ASSIGNMENT -> Only the lines below between the ones containing "checks that a" and "pub mod timestamp;", inclusive, are to be reproduced, each exactly as it stands.

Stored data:
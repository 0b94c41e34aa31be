//! RFC 3161 timestamp token support
//!
//! Parses timestamp tokens embedded in Sigstore bundles and checks that a
//! token covers a given signature and was signed by a given key. Choosing
//! which timestamp authority to trust, and validating its certificate chain,
//! is left to the caller.

pub mod asn1;
pub mod error;
pub mod timestamp;

pub use error::{Error, Result};
pub use timestamp::Rfc3161Timestamp;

RESULT OF THE EXERCISE ->
//! Parses timestamp tokens embedded in Sigstore bundles and checks that a
//! token covers a given signature and was signed by a given key. Choosing
//! which timestamp authority to trust, and validating its certificate chain,
//! is left to the caller.

pub mod asn1;
pub mod error;
pub mod timestamp;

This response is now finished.